The Big Red took advantage of its turn-laden home course to make a concerted push just past the 1,000-meter mark, adding a few seats to the early lead. Cornell maintained the pressure through the crucial third 500 and built the lead to seven or eight seats as the two boats headed into the last 500 meters of the race. With each 500 meters, the Big Red methodically tacked one to two more seats on to its advantage.

“We didn’t make a mistake—it was a pretty steady move for them,” junior coxswain Kevin He said. “For the last 500 of the race, they were about bow to stern with us and we were able to hold that margin pretty consistently. They weren’t ever able to walk away from us, and we were able to walk back a bit at the end. I thought that was really encouraging for us.”

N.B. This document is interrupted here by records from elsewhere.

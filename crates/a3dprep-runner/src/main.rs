//! `a3dprep` - assemble a complete Alpine3D / Snowpack input package.
//!
//! Reads a YAML request describing the region, period and point of
//! interest, fetches and aligns the elevation and land-cover rasters,
//! selects forcing stations, and writes the package directory the solvers
//! expect. The solvers themselves are run by the user afterwards.

use a3dprep_assembly::{AssemblyRequest, CancelToken, Orchestrator, PipelineSources};
use a3dprep_cache::{FetchCache, RetryPolicy};
use a3dprep_dem::HttpTileSource;
use a3dprep_landcover::HttpLandCoverSource;
use a3dprep_stations::{HttpStationCatalog, HttpStationDataSource};
use clap::Parser;
use std::path::PathBuf;
use std::time::Duration;
use tracing::info;
use tracing_subscriber::EnvFilter;

/// Assemble Alpine3D / Snowpack simulation inputs for a region and period.
#[derive(Debug, Parser)]
#[command(name = "a3dprep", version, about)]
struct Args {
    /// Path to the YAML assembly request.
    request: PathBuf,

    /// Directory the package is written into.
    #[arg(long, default_value = "./output")]
    out_dir: PathBuf,

    /// Directory for the shared fetch cache.
    #[arg(long, default_value = "./cache")]
    cache_dir: PathBuf,

    /// Base URL of the elevation tile pyramid.
    #[arg(long, default_value = "https://s3.amazonaws.com/elevation-tiles-prod/geotiff")]
    dem_url: String,

    /// Base URL of the land-cover service.
    #[arg(long, default_value = "https://landcover.geo.example.org/wcs")]
    landcover_url: String,

    /// Base URL of the station catalog and data service.
    #[arg(long, default_value = "https://stations.geo.example.org/api")]
    station_url: String,

    /// Network timeout per request, in seconds.
    #[arg(long, default_value_t = 60)]
    timeout_secs: u64,
}

fn main() -> Result<(), Box<dyn std::error::Error>> {
    tracing_subscriber::fmt()
        .with_env_filter(
            EnvFilter::try_from_default_env().unwrap_or_else(|_| EnvFilter::new("info")),
        )
        .init();

    let args = Args::parse();
    let request: AssemblyRequest = serde_yaml::from_str(&std::fs::read_to_string(&args.request)?)?;
    info!(request = %args.request.display(), name = %request.name, "loaded assembly request");

    let timeout = Duration::from_secs(args.timeout_secs);
    let retry = RetryPolicy::default();
    let cache = FetchCache::open(&args.cache_dir)?;

    let tiles = HttpTileSource::new(&args.dem_url, timeout, retry.clone())?;
    let land_cover = HttpLandCoverSource::new(&args.landcover_url, timeout, retry.clone(), &cache)?;
    let catalog = HttpStationCatalog::new(&args.station_url, timeout, retry.clone(), &cache)?;
    let station_data = HttpStationDataSource::new(&args.station_url, timeout, retry)?;

    let sources = PipelineSources {
        tiles: &tiles,
        land_cover: &land_cover,
        catalog: &catalog,
        station_data: &station_data,
        cache: &cache,
    };

    let cancel = CancelToken::new();
    let ctrlc_cancel = cancel.clone();
    ctrlc::set_handler(move || {
        eprintln!("interrupt received, cancelling at the next stage boundary");
        ctrlc_cancel.cancel();
    })?;

    let mut orchestrator = Orchestrator::new();
    match orchestrator.run(&request, &sources, &args.out_dir, &cancel) {
        Ok(package) => {
            println!("package written: {}", package.root.display());
            println!(
                "frame: {}x{} cells at {} m, EPSG:{}",
                package.frame.ncols, package.frame.nrows, package.frame.cell_size, package.frame.epsg
            );
            println!("stations: {}", package.station_ids.join(", "));
            for warning in &package.warnings {
                println!("warning: {warning}");
            }
            let stats = tiles.stats();
            info!(
                tiles = stats.tiles_downloaded,
                bytes = stats.bytes_downloaded,
                "download statistics"
            );
            Ok(())
        }
        Err(err) => {
            eprintln!("{err}");
            std::process::exit(if err.is_cancelled() { 130 } else { 1 });
        }
    }
}
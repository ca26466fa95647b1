//! # a3dprep-grid
//!
//! Grid geometry for the Alpine3D input-assembly pipeline.
//!
//! This crate holds the leaf types every other pipeline stage builds on:
//!
//! - [`Roi`] - the user-selected region of interest
//! - [`CoordinateFrame`] - the shared grid geometry all rasters must match
//! - [`ElevationGrid`] / [`LandCoverGrid`] - frame-bound raster values
//! - [`transforms`] - planar transforms between the supported CRS
//! - [`asc`] - ARC ASCII output in the format the solver reads
//!
//! ## Example
//!
//! ```
//! use a3dprep_grid::{CoordinateFrame, Roi};
//!
//! // A 1 km box around a point in the Grisons, gridded at 25 m.
//! let roi = Roi::around(2_780_000.0, 1_190_000.0, 1000.0, 2056)?;
//! let frame = CoordinateFrame::from_roi(&roi, 25.0)?;
//! assert_eq!((frame.ncols, frame.nrows), (40, 40));
//! # Ok::<(), a3dprep_grid::GridError>(())
//! ```

pub mod asc;
mod error;
mod frame;
mod grids;
mod roi;
pub mod transforms;

pub use error::GridError;
pub use frame::{CoordinateFrame, DEFAULT_MAX_CELLS};
pub use grids::{ElevationGrid, LandCoverGrid, Legend, NODATA_CLASS, NODATA_ELEVATION};
pub use roi::Roi;
pub use transforms::LatLonBounds;

/// Result type for grid operations.
pub type Result<T> = std::result::Result<T, GridError>;
//! Land-cover sources: where categorical raster data comes from.

use crate::legend::ClassMap;
use crate::{LandCoverError, Result};
use a3dprep_cache::{content_key, FetchCache, RetryPolicy};
use std::io::Cursor;
use std::time::Duration;
use tiff::decoder::{Decoder, DecodingResult};
use tiff::tags::Tag;
use tracing::debug;

/// A categorical raster covering a requested region.
///
/// The raster is georeferenced by its extent in the request CRS: sources
/// answer a bounding-box request with a grid covering exactly that box, so
/// the geotransform is fully determined by the extent and the dimensions.
/// Pixel rows run north to south.
#[derive(Debug, Clone)]
pub struct SourceRaster {
    /// Class codes, row-major from the north edge.
    pub data: Vec<i32>,
    /// Width in pixels.
    pub width: usize,
    /// Height in pixels.
    pub height: usize,
    /// West edge of the covered region.
    pub min_x: f64,
    /// South edge of the covered region.
    pub min_y: f64,
    /// East edge of the covered region.
    pub max_x: f64,
    /// North edge of the covered region.
    pub max_y: f64,
    /// Code marking pixels without a classification.
    pub nodata: Option<i32>,
}

impl SourceRaster {
    /// Pixel width in CRS units.
    pub fn pixel_width(&self) -> f64 {
        (self.max_x - self.min_x) / self.width as f64
    }

    /// Pixel height in CRS units.
    pub fn pixel_height(&self) -> f64 {
        (self.max_y - self.min_y) / self.height as f64
    }

    /// Code at pixel `(px, py)`, `None` for nodata.
    pub fn get(&self, px: usize, py: usize) -> Option<i32> {
        let value = self.data[py * self.width + px];
        match self.nodata {
            Some(nodata) if value == nodata => None,
            _ => Some(value),
        }
    }

    /// Nearest-neighbor sample at a coordinate, `None` outside the raster or
    /// on nodata. Category codes are never interpolated.
    pub fn sample_nearest(&self, x: f64, y: f64) -> Option<i32> {
        if x < self.min_x || x > self.max_x || y < self.min_y || y > self.max_y {
            return None;
        }
        let px = (((x - self.min_x) / self.pixel_width()) as usize).min(self.width - 1);
        let py = (((self.max_y - y) / self.pixel_height()) as usize).min(self.height - 1);
        self.get(px, py)
    }
}

/// A source of categorical land-cover data.
pub trait LandCoverSource: Send + Sync {
    /// Fetch a raster covering the given extent in the given CRS.
    fn fetch_region(
        &self,
        min_x: f64,
        min_y: f64,
        max_x: f64,
        max_y: f64,
        epsg: u32,
    ) -> Result<SourceRaster>;

    /// The classification mapping for this source's codes.
    fn class_map(&self) -> ClassMap;
}

/// HTTP source answering bounding-box requests with a categorical GeoTIFF.
///
/// Responses are cached through the shared fetch cache keyed by a digest of
/// the query, so repeating a request for the same region hits the cache.
pub struct HttpLandCoverSource<'a> {
    base_url: String,
    client: reqwest::blocking::Client,
    retry: RetryPolicy,
    cache: &'a FetchCache,
}

impl<'a> std::fmt::Debug for HttpLandCoverSource<'a> {
    fn fmt(&self, f: &mut std::fmt::Formatter<'_>) -> std::fmt::Result {
        f.debug_struct("HttpLandCoverSource")
            .field("base_url", &self.base_url)
            .finish()
    }
}

impl<'a> HttpLandCoverSource<'a> {
    /// Create a source with the given per-request timeout and retry policy.
    pub fn new(
        base_url: &str,
        timeout: Duration,
        retry: RetryPolicy,
        cache: &'a FetchCache,
    ) -> Result<Self> {
        let client = reqwest::blocking::Client::builder()
            .timeout(timeout)
            .build()
            .map_err(|err| LandCoverError::SourceUnavailable {
                what: "building HTTP client".to_string(),
                reason: err.to_string(),
            })?;
        Ok(Self {
            base_url: base_url.trim_end_matches('/').to_string(),
            client,
            retry,
            cache,
        })
    }

    fn region_url(&self, min_x: f64, min_y: f64, max_x: f64, max_y: f64, epsg: u32) -> String {
        format!(
            "{}?bbox={:.3},{:.3},{:.3},{:.3}&epsg={}&format=image/tiff",
            self.base_url, min_x, min_y, max_x, max_y, epsg
        )
    }
}

impl<'a> LandCoverSource for HttpLandCoverSource<'a> {
    fn fetch_region(
        &self,
        min_x: f64,
        min_y: f64,
        max_x: f64,
        max_y: f64,
        epsg: u32,
    ) -> Result<SourceRaster> {
        let url = self.region_url(min_x, min_y, max_x, max_y, epsg);
        let key = format!("landcover/{}", &content_key(url.as_bytes())[..16]);

        let bytes = self
            .cache
            .get_or_fetch(&key, Some(&url), || {
                let fetched = self.retry.run("fetch land cover", |_attempt| {
                    let response = self.client.get(&url).send().map_err(|e| e.to_string())?;
                    if !response.status().is_success() {
                        return Err(format!("HTTP {}", response.status()));
                    }
                    response
                        .bytes()
                        .map(|b| b.to_vec())
                        .map_err(|e| e.to_string())
                });
                fetched.map_err(|e| e.to_string())
            })
            .map_err(|err| match err {
                a3dprep_cache::CacheError::FetchFailed { key: _, reason } => {
                    LandCoverError::SourceUnavailable {
                        what: "fetch land cover".to_string(),
                        reason,
                    }
                }
                other => LandCoverError::Cache(other),
            })?;

        debug!(bytes = bytes.len(), %url, "decoding land-cover raster");
        let (data, width, height, nodata) = decode_categorical(&bytes)?;
        if width == 0 || height == 0 {
            return Err(LandCoverError::EmptySource);
        }
        Ok(SourceRaster {
            data,
            width,
            height,
            min_x,
            min_y,
            max_x,
            max_y,
            nodata,
        })
    }

    fn class_map(&self) -> ClassMap {
        ClassMap::lc27()
    }
}

/// Source yielding a single constant class over any requested region.
///
/// Used when no classified dataset is available for the region; the code is
/// a PREVAH class applied to the whole simulation surface.
#[derive(Debug, Clone, Copy)]
pub struct ConstantLandCoverSource {
    /// PREVAH class code to fill the region with.
    pub code: i32,
}

impl LandCoverSource for ConstantLandCoverSource {
    fn fetch_region(
        &self,
        min_x: f64,
        min_y: f64,
        max_x: f64,
        max_y: f64,
        _epsg: u32,
    ) -> Result<SourceRaster> {
        Ok(SourceRaster {
            data: vec![self.code],
            width: 1,
            height: 1,
            min_x,
            min_y,
            max_x,
            max_y,
            nodata: None,
        })
    }

    fn class_map(&self) -> ClassMap {
        ClassMap::prevah_identity()
    }
}

/// Decode a categorical GeoTIFF into integer codes.
fn decode_categorical(bytes: &[u8]) -> Result<(Vec<i32>, usize, usize, Option<i32>)> {
    let mut decoder = Decoder::new(Cursor::new(bytes))?;
    let (width, height) = decoder.dimensions()?;

    let nodata = decoder
        .get_tag_ascii_string(Tag::Unknown(42113))
        .ok()
        .and_then(|s| s.trim().trim_end_matches('\0').parse::<i32>().ok());

    let result = decoder.read_image()?;
    let data: Vec<i32> = match result {
        DecodingResult::U8(values) => values.into_iter().map(i32::from).collect(),
        DecodingResult::I8(values) => values.into_iter().map(i32::from).collect(),
        DecodingResult::U16(values) => values.into_iter().map(i32::from).collect(),
        DecodingResult::I16(values) => values.into_iter().map(i32::from).collect(),
        DecodingResult::I32(values) => values,
        DecodingResult::U32(values) => values.into_iter().map(|v| v as i32).collect(),
        other => return Err(LandCoverError::NonCategoricalSamples(sample_kind(&other))),
    };

    Ok((data, width as usize, height as usize, nodata))
}

fn sample_kind(result: &DecodingResult) -> &'static str {
    match result {
        DecodingResult::F32(_) => "f32",
        DecodingResult::F64(_) => "f64",
        DecodingResult::U64(_) => "u64",
        DecodingResult::I64(_) => "i64",
        _ => "integer",
    }
}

The Crimson varsity increased the stroke rating in the final sprint and managed to regain contact with the Cornell eight, but the Big Red’s steady, methodical pace gave the defending champions a comfortable 4.4-second victory over Harvard. Cornell crossed in 5:46.9, with Harvard trailing by just over a boat length with a time of 5:51.3. Penn rounded out the trio with a time of 5:57.5, several boat lengths behind the victorious Big Red and the second-place Crimson.

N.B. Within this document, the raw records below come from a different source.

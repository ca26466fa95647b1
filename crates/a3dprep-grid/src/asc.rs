//! ARC ASCII grid output.
//!
//! The solver ingests surface grids as `GRID2D = ARC`, so both rasters are
//! written in the ESRI ASCII grid format: a six-line header followed by one
//! line of values per row, north to south. Formatting is fixed so repeated
//! runs over identical inputs produce byte-identical files.

use crate::grids::{ElevationGrid, LandCoverGrid, NODATA_CLASS, NODATA_ELEVATION};
use crate::{CoordinateFrame, Result};
use std::io::Write;
use std::path::Path;

fn write_header<W: Write>(w: &mut W, frame: &CoordinateFrame) -> std::io::Result<()> {
    writeln!(w, "ncols         {}", frame.ncols)?;
    writeln!(w, "nrows         {}", frame.nrows)?;
    writeln!(w, "xllcorner     {:.3}", frame.origin_x)?;
    writeln!(w, "yllcorner     {:.3}", frame.origin_y)?;
    writeln!(w, "cellsize      {:.3}", frame.cell_size)?;
    writeln!(w, "NODATA_value  -9999")?;
    Ok(())
}

/// Write an elevation grid in ARC ASCII format.
pub fn write_elevation<W: Write>(w: &mut W, grid: &ElevationGrid) -> Result<()> {
    let frame = grid.frame();
    write_header(w, frame)?;
    let values = grid.values();
    for row in 0..frame.nrows {
        let mut line = String::with_capacity(frame.ncols * 8);
        for col in 0..frame.ncols {
            if col > 0 {
                line.push(' ');
            }
            let v = values[frame.index(col, row)];
            if v == NODATA_ELEVATION {
                line.push_str("-9999");
            } else {
                line.push_str(&format!("{:.2}", v));
            }
        }
        writeln!(w, "{}", line)?;
    }
    Ok(())
}

/// Write a land-cover grid in ARC ASCII format.
pub fn write_land_cover<W: Write>(w: &mut W, grid: &LandCoverGrid) -> Result<()> {
    let frame = grid.frame();
    write_header(w, frame)?;
    let values = grid.values();
    for row in 0..frame.nrows {
        let mut line = String::with_capacity(frame.ncols * 6);
        for col in 0..frame.ncols {
            if col > 0 {
                line.push(' ');
            }
            let v = values[frame.index(col, row)];
            if v == NODATA_CLASS {
                line.push_str("-9999");
            } else {
                line.push_str(&v.to_string());
            }
        }
        writeln!(w, "{}", line)?;
    }
    Ok(())
}

/// Write an elevation grid to a file path.
pub fn write_elevation_file<P: AsRef<Path>>(path: P, grid: &ElevationGrid) -> Result<()> {
    let mut file = std::io::BufWriter::new(std::fs::File::create(path)?);
    write_elevation(&mut file, grid)?;
    file.flush()?;
    Ok(())
}

/// Write a land-cover grid to a file path.
pub fn write_land_cover_file<P: AsRef<Path>>(path: P, grid: &LandCoverGrid) -> Result<()> {
    let mut file = std::io::BufWriter::new(std::fs::File::create(path)?);
    write_land_cover(&mut file, grid)?;
    file.flush()?;
    Ok(())
}
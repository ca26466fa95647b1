//! Slippy-map tile addressing for the terrain-tile pyramid.
//!
//! Terrain tiles are addressed with the OpenStreetMap convention: `z` is the
//! zoom level, `x` the column from 180°W eastward, `y` the row from ~85°N
//! southward. At zoom 12 a tile spans roughly 0.088°, about 38 m per pixel
//! for a 256-pixel tile at the equator.

use crate::{DemError, Result};
use a3dprep_grid::LatLonBounds;
use std::f64::consts::PI;

/// Minimum valid zoom level.
pub const MIN_ZOOM: u8 = 1;

/// Maximum zoom level served by the terrain-tile pyramid.
pub const MAX_ZOOM: u8 = 14;

/// Default zoom level: a good balance of detail and tile count.
pub const DEFAULT_ZOOM: u8 = 12;

/// Tile coordinates `(z, x, y)` in the slippy-map scheme.
#[derive(Debug, Clone, Copy, PartialEq, Eq, Hash)]
pub struct TileCoord {
    /// Zoom level.
    pub z: u8,
    /// Column, 0 at 180°W, increasing eastward.
    pub x: u32,
    /// Row, 0 at ~85.05°N, increasing southward.
    pub y: u32,
}

impl TileCoord {
    /// Tile containing a WGS84 coordinate at the given zoom.
    pub fn from_lon_lat(lon: f64, lat: f64, z: u8) -> Result<Self> {
        if !(MIN_ZOOM..=MAX_ZOOM).contains(&z) {
            return Err(DemError::InvalidZoomLevel(z));
        }

        // Web Mercator is undefined beyond ±85.0511°.
        let lat = lat.clamp(-85.0511, 85.0511);
        let n = (1u32 << z) as f64;

        let x = ((lon + 180.0) / 360.0 * n).floor();
        let lat_rad = lat.to_radians();
        let y = ((1.0 - (lat_rad.tan() + 1.0 / lat_rad.cos()).ln() / PI) / 2.0 * n).floor();

        let max_coord = (1u32 << z) - 1;
        Ok(Self {
            z,
            x: (x.max(0.0) as u32).min(max_coord),
            y: (y.max(0.0) as u32).min(max_coord),
        })
    }

    /// Geographic bounds of this tile.
    pub fn bounds(&self) -> LatLonBounds {
        let n = (1u32 << self.z) as f64;

        let min_lon = self.x as f64 / n * 360.0 - 180.0;
        let max_lon = (self.x + 1) as f64 / n * 360.0 - 180.0;

        // Inverse of the slippy-map row formula.
        let max_lat = (PI * (1.0 - 2.0 * self.y as f64 / n)).sinh().atan().to_degrees();
        let min_lat = (PI * (1.0 - 2.0 * (self.y + 1) as f64 / n)).sinh().atan().to_degrees();

        LatLonBounds {
            min_lon,
            min_lat,
            max_lon,
            max_lat,
        }
    }

    /// Cache key for this tile, stable across runs.
    pub fn cache_key(&self) -> String {
        format!("dem/{}/{}/{}", self.z, self.x, self.y)
    }

    /// All tiles at zoom `z` intersecting a geographic bounding box,
    /// ordered west-to-east then north-to-south.
    pub fn covering(bounds: &LatLonBounds, z: u8) -> Result<Vec<TileCoord>> {
        let nw = TileCoord::from_lon_lat(bounds.min_lon, bounds.max_lat, z)?;
        let se = TileCoord::from_lon_lat(bounds.max_lon, bounds.min_lat, z)?;

        let mut tiles = Vec::with_capacity(
            ((se.x - nw.x + 1) * (se.y - nw.y + 1)) as usize,
        );
        for y in nw.y..=se.y {
            for x in nw.x..=se.x {
                tiles.push(TileCoord { z, x, y });
            }
        }
        Ok(tiles)
    }
}

impl std::fmt::Display for TileCoord {
    fn fmt(&self, f: &mut std::fmt::Formatter<'_>) -> std::fmt::Result {
        write!(f, "{}/{}/{}", self.z, self.x, self.y)
    }
}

Despite the loss, the young Harvard varsity was satisfied with the boat’s performance. The Crimson is often one of the last crews to get on the water for practices and spring races, making the first dual competitions a crucial litmus test.

“I think across the board in all the pieces we’ve seen that we have a really solid foundation here,” Mulcahy said. “Starting off with this kind of a strong performance, we’re coming away with a solid piece. It’s a good indicator of how we’re going to do later on this season.”

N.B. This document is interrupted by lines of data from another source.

//! The assembly orchestrator: drives the pipeline stages in order.
//!
//! The three network-bound fetches with no mutual dependency (elevation
//! tiles, land cover, station catalog) run as concurrent scoped threads;
//! station *scoring* waits for the elevation grid because it needs the mean
//! region elevation. After the gather point the orchestrator proceeds
//! strictly sequentially through its stage machine, holds no locks of its
//! own, and checks for cooperative cancellation at every stage boundary.

use crate::error::{StageError, ValidationError};
use crate::package::{write_package, SimulationPackage};
use crate::request::{AssemblyRequest, LandCoverSelector};
use crate::{AssemblyError, Stage};
use a3dprep_cache::FetchCache;
use a3dprep_dem::{DemConfig, DemOutcome, DemProvider, TileSource};
use a3dprep_grid::{CoordinateFrame, LandCoverGrid};
use a3dprep_landcover::{ConstantLandCoverSource, LandCoverProvider, LandCoverSource};
use a3dprep_stations::{
    SelectedStation, SelectorConfig, StationCatalog, StationDataSource, StationMeta,
    StationSelector,
};
use std::path::Path;
use std::sync::atomic::{AtomicBool, Ordering};
use std::sync::Arc;
use tracing::{info, warn};

/// Cooperative cancellation flag, checked at stage boundaries.
#[derive(Debug, Clone, Default)]
pub struct CancelToken {
    flag: Arc<AtomicBool>,
}

impl CancelToken {
    /// Create a token in the not-cancelled state.
    pub fn new() -> Self {
        Self::default()
    }

    /// Request cancellation; takes effect at the next stage boundary.
    pub fn cancel(&self) {
        self.flag.store(true, Ordering::Relaxed);
    }

    /// Whether cancellation has been requested.
    pub fn is_cancelled(&self) -> bool {
        self.flag.load(Ordering::Relaxed)
    }
}

/// The external collaborators a run draws on.
pub struct PipelineSources<'a> {
    /// Elevation tile source.
    pub tiles: &'a dyn TileSource,
    /// Remote land-cover source (used when the request selects it).
    pub land_cover: &'a dyn LandCoverSource,
    /// Station catalog.
    pub catalog: &'a dyn StationCatalog,
    /// Station time-series source.
    pub station_data: &'a dyn StationDataSource,
    /// Shared fetch cache, passed by reference into the providers.
    pub cache: &'a FetchCache,
}

/// Drives one assembly run through the stage machine.
#[derive(Debug)]
pub struct Orchestrator {
    stage: Stage,
}

impl Default for Orchestrator {
    fn default() -> Self {
        Self::new()
    }
}

impl Orchestrator {
    /// Create an orchestrator in the initial stage.
    pub fn new() -> Self {
        Self {
            stage: Stage::Initialized,
        }
    }

    /// Current stage of the run.
    pub fn stage(&self) -> Stage {
        self.stage
    }

    /// Execute the pipeline and write the package beneath `out_dir`.
    ///
    /// On any fatal error the orchestrator moves to [`Stage::Failed`] and
    /// returns a single structured error naming the stage that failed; no
    /// partially written package remains on disk.
    pub fn run(
        &mut self,
        request: &AssemblyRequest,
        sources: &PipelineSources<'_>,
        out_dir: &Path,
        cancel: &CancelToken,
    ) -> Result<SimulationPackage, AssemblyError> {
        match self.run_inner(request, sources, out_dir, cancel) {
            Ok(package) => Ok(package),
            Err(err) => {
                self.stage = Stage::Failed;
                if err.is_cancelled() {
                    info!(stage = %err.stage, "assembly cancelled");
                } else {
                    warn!(stage = %err.stage, error = %err.source, "assembly failed");
                }
                Err(err)
            }
        }
    }

    fn run_inner(
        &mut self,
        request: &AssemblyRequest,
        sources: &PipelineSources<'_>,
        out_dir: &Path,
        cancel: &CancelToken,
    ) -> Result<SimulationPackage, AssemblyError> {
        // Errors carry the stage whose work failed.
        let fail = |stage: Stage, source: StageError| AssemblyError { stage, source };

        // Stage: Initialized -> FrameEstablished.
        self.checkpoint(cancel)?;
        request
            .validate_name()
            .map_err(|e| fail(Stage::FrameEstablished, e.into()))?;
        let roi = request
            .roi()
            .map_err(|e| fail(Stage::FrameEstablished, e.into()))?;
        let range = request
            .date_range()
            .map_err(|e| fail(Stage::FrameEstablished, e.into()))?;
        let frame = CoordinateFrame::from_roi(&roi, request.cell_size)
            .map_err(|e| fail(Stage::FrameEstablished, e.into()))?;
        info!(%frame, name = %request.name, "coordinate frame established");
        self.advance();

        // Concurrent fetch phase: elevation, land cover and the station
        // catalog query are independent; gather all three before the
        // sequential stages.
        self.checkpoint(cancel)?;
        let constant_source;
        let land_cover_source: &dyn LandCoverSource = match request.land_cover {
            LandCoverSelector::Remote => sources.land_cover,
            LandCoverSelector::Constant { code } => {
                constant_source = ConstantLandCoverSource { code };
                &constant_source
            }
        };

        let dem_provider = DemProvider::new(
            sources.tiles,
            sources.cache,
            DemConfig {
                zoom: request.dem_zoom,
                min_coverage: request.min_coverage,
            },
        );
        let land_cover_provider = LandCoverProvider::new(land_cover_source);
        let selector = StationSelector::new(
            sources.catalog,
            sources.station_data,
            SelectorConfig {
                search_radius_m: request.search_radius_m,
                min_completeness: request.min_completeness,
                weights: request.scoring,
            },
        );

        let (dem_result, land_cover_result, candidates_result) = std::thread::scope(|scope| {
            let dem_task = scope.spawn(|| dem_provider.fetch_elevation(&frame));
            let land_cover_task = scope.spawn(|| land_cover_provider.fetch_land_cover(&frame));
            let catalog_task = scope.spawn(|| selector.query_candidates(&roi));
            (
                dem_task.join().expect("elevation task panicked"),
                land_cover_task.join().expect("land-cover task panicked"),
                catalog_task.join().expect("catalog task panicked"),
            )
        });

        // Stage: FrameEstablished -> ElevationReady.
        self.checkpoint(cancel)?;
        let DemOutcome {
            grid: elevation,
            coverage,
            warnings: dem_warnings,
        } = dem_result.map_err(|e| fail(Stage::ElevationReady, e.into()))?;
        let warnings: Vec<String> = dem_warnings.iter().map(|w| w.to_string()).collect();
        self.advance();

        // Stage: ElevationReady -> LandCoverReady.
        self.checkpoint(cancel)?;
        let land_cover = land_cover_result.map_err(|e| fail(Stage::LandCoverReady, e.into()))?;
        self.advance();

        // Stage: LandCoverReady -> StationsReady. Scoring needs the mean
        // region elevation, which is why it runs after the elevation stage.
        self.checkpoint(cancel)?;
        let candidates: Vec<StationMeta> =
            candidates_result.map_err(|e| fail(Stage::StationsReady, e.into()))?;
        let mean_elevation = elevation.mean_elevation().unwrap_or(0.0);
        let stations = selector
            .select_from_candidates(candidates, &roi, &range, mean_elevation, request.max_stations)
            .map_err(|e| fail(Stage::StationsReady, e.into()))?;
        self.advance();

        // Stage: StationsReady -> Packaged. Validate cross-consistency
        // before any file is written.
        self.checkpoint(cancel)?;
        validate(request, &frame, &elevation, &land_cover, &stations)
            .map_err(|e| fail(Stage::Packaged, e.into()))?;
        let package = write_package(
            out_dir,
            request,
            &frame,
            &elevation,
            &land_cover,
            &stations,
            coverage,
            &warnings,
        )
        .map_err(|e| fail(Stage::Packaged, e))?;
        self.advance();

        info!(stage = %self.stage, package = %package.root.display(), "assembly complete");
        Ok(package)
    }

    /// Abort at a stage boundary when cancellation was requested.
    fn checkpoint(&self, cancel: &CancelToken) -> Result<(), AssemblyError> {
        if cancel.is_cancelled() {
            Err(AssemblyError {
                stage: self.stage,
                source: StageError::Cancelled,
            })
        } else {
            Ok(())
        }
    }

    fn advance(&mut self) {
        if let Some(next) = self.stage.advance() {
            self.stage = next;
        }
    }
}

/// Cross-consistency checks performed before packaging.
fn validate(
    request: &AssemblyRequest,
    frame: &CoordinateFrame,
    elevation: &a3dprep_grid::ElevationGrid,
    land_cover: &LandCoverGrid,
    stations: &[SelectedStation],
) -> Result<(), ValidationError> {
    if !frame.contains(request.poi.x, request.poi.y) {
        return Err(ValidationError::PoiOutsideFrame {
            x: request.poi.x,
            y: request.poi.y,
        });
    }
    if stations.is_empty() {
        return Err(ValidationError::NoStations);
    }
    if !elevation.frame().same_geometry(land_cover.frame())
        || !elevation.frame().same_geometry(frame)
    {
        return Err(ValidationError::FrameMismatch {
            elevation: elevation.frame().to_string(),
            land_cover: land_cover.frame().to_string(),
        });
    }
    for code in land_cover.present_codes() {
        if !land_cover.legend().contains(code) {
            return Err(ValidationError::LegendUnresolved(code));
        }
    }
    Ok(())
}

Harvard’s second varsity also fell victim to the turns on the Lake Cayuga course, many of which host Cornell used to its full advantage. Off the start and through the first 500 meters, the Crimson stayed relatively even with the Big Red.

Halfway through the second 500 meters, however, the Big Red made a move at the course’s first big turn, taking up the rating and adding in a 20-stroke power piece to separate itself from the Harvard second varsity as the two boats crossed the halfway point.

“It’s Cornell’s home course, and they really knew what they were doing,” sophomore coxswain Dexter Louie said. “They took a really strong 20 on us, and coupled with the advantage of the turn, they managed to get a big enough lead so that in the second half of the race it was really hard for us to keep up with them.”

The Crimson fought back with its own push in the third 500, maintaining contact with the streaking Cornell boat and even making up some ground before the 1500-meter mark. As the two boats prepared for the final sprint, the Big Red stern sat on Harvard’s bow ball, with Cornell fighting for open water in the last 500 meters.

“They kept on charging after the turn and it was difficult for us to keep up right after they made that move on the turn,” Louie said. “We were expecting it but we didn’t expect it to be that big. But we made up some good ground in the third 500 and that’s the foundation that we want to build on.”

Cornell’s second varsity crossed in a time of 5:59.1, and the Crimson followed a boat length behind in 6:02.8. Penn was well behind and finished with a time of 6:35.0.